[Stored data entries]
☆ ☆ ☆ ☆ ☆
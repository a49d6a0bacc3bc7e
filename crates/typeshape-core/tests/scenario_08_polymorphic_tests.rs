/// Scenario 8: Polymorphic Fields
///
/// A payment's `details` field holds a card or a bank transfer, chosen by
/// the sibling `method` field. Covers construction, deserialization and
/// unknown discriminator values.
use serde_json::json;
use std::collections::BTreeMap;
use std::sync::Arc;
use typeshape_core::{
    construct, deserialize, serialize, ConstructOptions, DeserializeOptions, Discriminator,
    ExErrorKind, Field, SerializeOptions, StructureType, Value,
};

fn payment() -> Arc<StructureType> {
    let card = StructureType::builder("Card")
        .field("number", Field::string().pattern("^[0-9]{16}$").sensitive())
        .required(["number"])
        .build()
        .unwrap();
    let transfer = StructureType::builder("Transfer")
        .field("iban", Field::string().min_length(15))
        .required(["iban"])
        .build()
        .unwrap();
    StructureType::builder("Payment")
        .field("method", Field::enumeration(["card", "transfer"]))
        .field(
            "details",
            Field::polymorphic(
                Discriminator::by_value("method", [("card", "Card"), ("transfer", "Transfer")]),
                vec![card, transfer],
            ),
        )
        .required(["method", "details"])
        .build()
        .unwrap()
}

fn details(key: &str, value: &str) -> Value {
    let mut map = BTreeMap::new();
    map.insert(Value::from(key), Value::from(value));
    Value::Map(map)
}

#[test]
fn test_scenario_08_happy_sibling_selects_structure() {
    // GIVEN a card payment given as plain values
    let ty = payment();

    // WHEN constructing it
    let p = construct(
        &ty,
        [
            ("method", Value::from("card")),
            ("details", details("number", "4111111111111111")),
        ],
        &ConstructOptions::default(),
    )
    .unwrap();

    // THEN the details became a Card instance
    let nested = p.get("details").and_then(Value::as_instance).unwrap();
    assert_eq!(nested.name(), "Card");
}

#[test]
fn test_scenario_08_error_option_rules_apply() {
    // GIVEN a transfer payment whose iban is too short
    let ty = payment();

    // WHEN constructing it
    let err = construct(
        &ty,
        [
            ("method", Value::from("transfer")),
            ("details", details("iban", "NO93")),
        ],
        &ConstructOptions::default(),
    )
    .unwrap_err();

    // THEN the nested field is reported at its absolute path
    assert_eq!(err.kind(), ExErrorKind::ConstraintViolation);
    assert_eq!(err.path_string(), "details.iban");
}

#[test]
fn test_scenario_08_error_sensitive_values_are_redacted() {
    // GIVEN a card number that fails its pattern
    let ty = payment();

    // WHEN constructing it
    let err = construct(
        &ty,
        [
            ("method", Value::from("card")),
            ("details", details("number", "4111-1111")),
        ],
        &ConstructOptions::default(),
    )
    .unwrap_err();

    // THEN the message does not leak the number
    assert!(!err.to_string().contains("4111"));
}

#[test]
fn test_scenario_08_happy_deserialize_round_trip() {
    // GIVEN a transfer payment in plain form
    let ty = payment();
    let raw = json!({"method": "transfer", "details": {"iban": "NO9386011117947"}});

    // WHEN deserializing and serializing it
    let p = deserialize(&ty, &raw, &DeserializeOptions::default()).unwrap();

    // THEN the plain form is reproduced
    assert_eq!(
        p.get("details").and_then(Value::as_instance).map(|i| i.name().to_string()),
        Some("Transfer".to_string())
    );
    assert_eq!(serialize(&p, &SerializeOptions::default()).unwrap(), raw);
}

#[test]
fn test_scenario_08_error_unknown_discriminator() {
    // GIVEN a payment structure whose method enum is bypassed by a
    // discriminator function that knows no option
    let ty = payment();
    let odd = StructureType::builder("OddPayment")
        .field("method", Field::string())
        .field(
            "details",
            Field::polymorphic(
                Discriminator::new("method", |v| v.as_str().map(|s| s.to_uppercase())),
                vec![ty],
            ),
        )
        .build()
        .unwrap();

    // WHEN the sibling selects a structure that is not an option
    let err = construct(
        &odd,
        [
            ("method", Value::from("cash")),
            ("details", details("amount", "5")),
        ],
        &ConstructOptions::default(),
    )
    .unwrap_err();

    // THEN the discriminator is reported
    assert_eq!(err.kind(), ExErrorKind::UnknownDiscriminator);
    assert_eq!(err.path_string(), "details");
}

#[test]
fn test_scenario_08_error_discriminator_change_rechecks_dependents() {
    // GIVEN a card payment
    let ty = payment();
    let mut p = construct(
        &ty,
        [
            ("method", Value::from("card")),
            ("details", details("number", "4111111111111111")),
        ],
        &ConstructOptions::default(),
    )
    .unwrap();

    // WHEN the method switches to transfer while details still hold a card
    let err = p.set("method", "transfer").unwrap_err();

    // THEN the change is refused at the dependent field and nothing moved
    assert_eq!(err.kind(), ExErrorKind::TypeMismatch);
    assert_eq!(err.path_string(), "details");
    assert_eq!(p.get("method"), Some(&Value::from("card")));
    assert_eq!(
        p.get("details").and_then(Value::as_instance).map(|i| i.name().to_string()),
        Some("Card".to_string())
    );

    // AND re-assigning the same method is still accepted
    p.set("method", "card").unwrap();
}
//! Instances to plain data
//!
//! Sets, tuples and deques become arrays, dates become strings (in the
//! field's declared format, if any) and map keys are rendered as strings.
//! Fields declared `no_serialize` are dropped and `Undefined` values are
//! omitted unless `keep_undefined` is set. Undeclared extras are emitted
//! verbatim after mapping.
//!
//! `serialize` re-validates instances built through the trusted path before
//! emitting them; `serialize_trusted` skips that pass.

use serde_json::{Map, Number, Value as JsonValue};
use std::fmt::{self, Write};
use std::time::Instant;
use typeshape_core_types::FieldPath;

use crate::codec::mapper::KeyStyle;
use crate::config::ValidationMode;
use crate::errors::{Result, SchemaError};
use crate::model::field::{Field, FieldKind, Items};
use crate::model::Instance;
use crate::rules::validation::{self, ValidationContext};
use crate::value::Value;
use crate::{log_op_end, log_op_error, log_op_start};

#[derive(Debug, Clone, Default)]
pub struct SerializeOptions {
    /// Emit `Undefined` fields as null instead of omitting them
    pub keep_undefined: bool,
}

impl SerializeOptions {
    pub fn keep_undefined(mut self) -> Self {
        self.keep_undefined = true;
        self
    }
}

/// Serialize an instance, verifying trusted-built instances first
///
/// # Errors
///
/// Any validation error of a trusted-built instance, `Serialization` for
/// non-finite floats or a failing mapper transform.
pub fn serialize(instance: &Instance, options: &SerializeOptions) -> Result<JsonValue> {
    run("serialize", instance, options, true)
}

/// Serialize without re-validating trusted-built instances
///
/// # Errors
///
/// `Serialization` for non-finite floats or a failing mapper transform.
pub fn serialize_trusted(instance: &Instance, options: &SerializeOptions) -> Result<JsonValue> {
    run("serialize_trusted", instance, options, false)
}

/// Generic plain form of a value, without descriptor guidance
///
/// # Errors
///
/// `Serialization` for non-finite floats.
pub fn value_to_plain(value: &Value) -> Result<JsonValue> {
    Walker {
        options: &SerializeOptions::default(),
        verify: false,
    }
    .plain(value)
}

fn run(op: &str, instance: &Instance, options: &SerializeOptions, verify: bool) -> Result<JsonValue> {
    let start = Instant::now();
    log_op_start!(op, structure = instance.name());

    let result = Walker { options, verify }.instance(instance);

    let duration_ms = start.elapsed().as_millis() as u64;
    match &result {
        Ok(_) => {
            log_op_end!(op, duration_ms = duration_ms, structure = instance.name());
        }
        Err(e) => {
            log_op_error!(op, e, duration_ms = duration_ms, structure = instance.name());
        }
    }
    result
}

/// Render a chrono format, reporting bad format strings instead of panicking
fn formatted(rendered: impl fmt::Display, fmt: &str) -> Result<JsonValue> {
    let mut out = String::new();
    write!(out, "{}", rendered).map_err(|_| SchemaError::Serialization {
        reason: format!("invalid date format {:?}", fmt),
    })?;
    Ok(JsonValue::String(out))
}

struct Walker<'o> {
    options: &'o SerializeOptions,
    verify: bool,
}

impl Walker<'_> {
    fn instance(&self, instance: &Instance) -> Result<JsonValue> {
        let ty = instance.structure();
        if self.verify && instance.is_trusted() {
            let cx = ValidationContext::new(ValidationMode::FailFast).deep();
            validation::revalidate_instance(instance, &FieldPath::root(), &cx)?;
        }

        let mut fields = Map::new();
        for (name, field) in ty.fields() {
            if !field.is_serialized() {
                continue;
            }
            let Some(value) = instance.get(name) else {
                continue;
            };
            if value.is_undefined() {
                if self.options.keep_undefined {
                    fields.insert(name.clone(), JsonValue::Null);
                }
                continue;
            }
            fields.insert(name.clone(), self.field(field, value)?);
        }

        let mapper = ty.serialization_mapper();
        let mut out = match mapper {
            Some(m) => m.apply_outbound(fields).map_err(|reason| SchemaError::Serialization {
                reason: format!("{}: {}", ty.name(), reason),
            })?,
            None => fields,
        };

        let style = ty.key_style();
        if style != KeyStyle::AsIs {
            out = out
                .into_iter()
                .map(|(key, value)| {
                    let renamed = mapper.is_some_and(|m| m.renames(&key));
                    if ty.field(&key).is_some() && !renamed {
                        (style.apply(&key), value)
                    } else {
                        (key, value)
                    }
                })
                .collect();
        }

        for (name, value) in instance.extras() {
            if !out.contains_key(name) {
                out.insert(name.clone(), self.plain(value)?);
            }
        }
        Ok(JsonValue::Object(out))
    }

    /// Descriptor-guided conversion, for custom fields and declared formats
    fn field(&self, field: &Field, value: &Value) -> Result<JsonValue> {
        match (field.kind(), value) {
            (FieldKind::Custom(custom), v) => match custom.0.to_plain(v) {
                Some(plain) => Ok(plain),
                None => self.plain(v),
            },
            (FieldKind::Date { format: Some(fmt) }, Value::Date(d)) => {
                formatted(d.format(fmt), fmt)
            }
            (FieldKind::DateTime { format: Some(fmt) }, Value::DateTime(dt)) => {
                formatted(dt.format(fmt), fmt)
            }
            (FieldKind::Array(seq), Value::List(items)) => self.items(&seq.items, items.iter()),
            (FieldKind::Deque { seq, .. }, Value::Deque(items)) => self.items(&seq.items, items.iter()),
            (FieldKind::Tuple { items: positions, .. }, Value::Tuple(items)) => items
                .iter()
                .enumerate()
                .map(|(i, item)| match positions.get(i) {
                    Some(descriptor) => self.field(descriptor, item),
                    None => self.plain(item),
                })
                .collect::<Result<Vec<_>>>()
                .map(JsonValue::Array),
            (FieldKind::Set { items: Some(item), .. }, Value::Set(members)) => members
                .iter()
                .map(|m| self.field(item, m))
                .collect::<Result<Vec<_>>>()
                .map(JsonValue::Array),
            (FieldKind::Map { values: Some(value_field), .. }, Value::Map(entries)) => entries
                .iter()
                .map(|(k, v)| Ok((k.key_string(), self.field(value_field, v)?)))
                .collect::<Result<Map<_, _>>>()
                .map(JsonValue::Object),
            (_, v) => self.plain(v),
        }
    }

    fn items<'v>(&self, spec: &Items, items: impl Iterator<Item = &'v Value>) -> Result<JsonValue> {
        items
            .enumerate()
            .map(|(i, item)| match spec.at(i) {
                Some(descriptor) => self.field(descriptor, item),
                None => self.plain(item),
            })
            .collect::<Result<Vec<_>>>()
            .map(JsonValue::Array)
    }

    fn array<'v>(&self, items: impl Iterator<Item = &'v Value>) -> Result<JsonValue> {
        items
            .map(|item| self.plain(item))
            .collect::<Result<Vec<_>>>()
            .map(JsonValue::Array)
    }

    fn plain(&self, value: &Value) -> Result<JsonValue> {
        match value {
            Value::Undefined | Value::Null => Ok(JsonValue::Null),
            Value::Bool(b) => Ok(JsonValue::Bool(*b)),
            Value::Int(i) => Ok(JsonValue::from(*i)),
            Value::Float(x) => Number::from_f64(*x)
                .map(JsonValue::Number)
                .ok_or_else(|| SchemaError::Serialization {
                    reason: format!("{} has no plain representation", x),
                }),
            Value::Str(s) => Ok(JsonValue::String(s.clone())),
            Value::Date(_) | Value::DateTime(_) => Ok(JsonValue::String(value.to_string())),
            Value::List(items) | Value::Tuple(items) => self.array(items.iter()),
            Value::Set(items) => self.array(items.iter()),
            Value::Deque(items) => self.array(items.iter()),
            Value::Map(entries) => entries
                .iter()
                .map(|(k, v)| Ok((k.key_string(), self.plain(v)?)))
                .collect::<Result<Map<_, _>>>()
                .map(JsonValue::Object),
            Value::Instance(instance) => self.instance(instance),
        }
    }
}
☆ ☆ ☆ ☆ ☆
* What the exercise asks *
Show the lines in the entries above that include the string "instead".

* Result of this exercise *
    /// Emit `Undefined` fields as null instead of omitting them
/// Render a chrono format, reporting bad format strings instead of panicking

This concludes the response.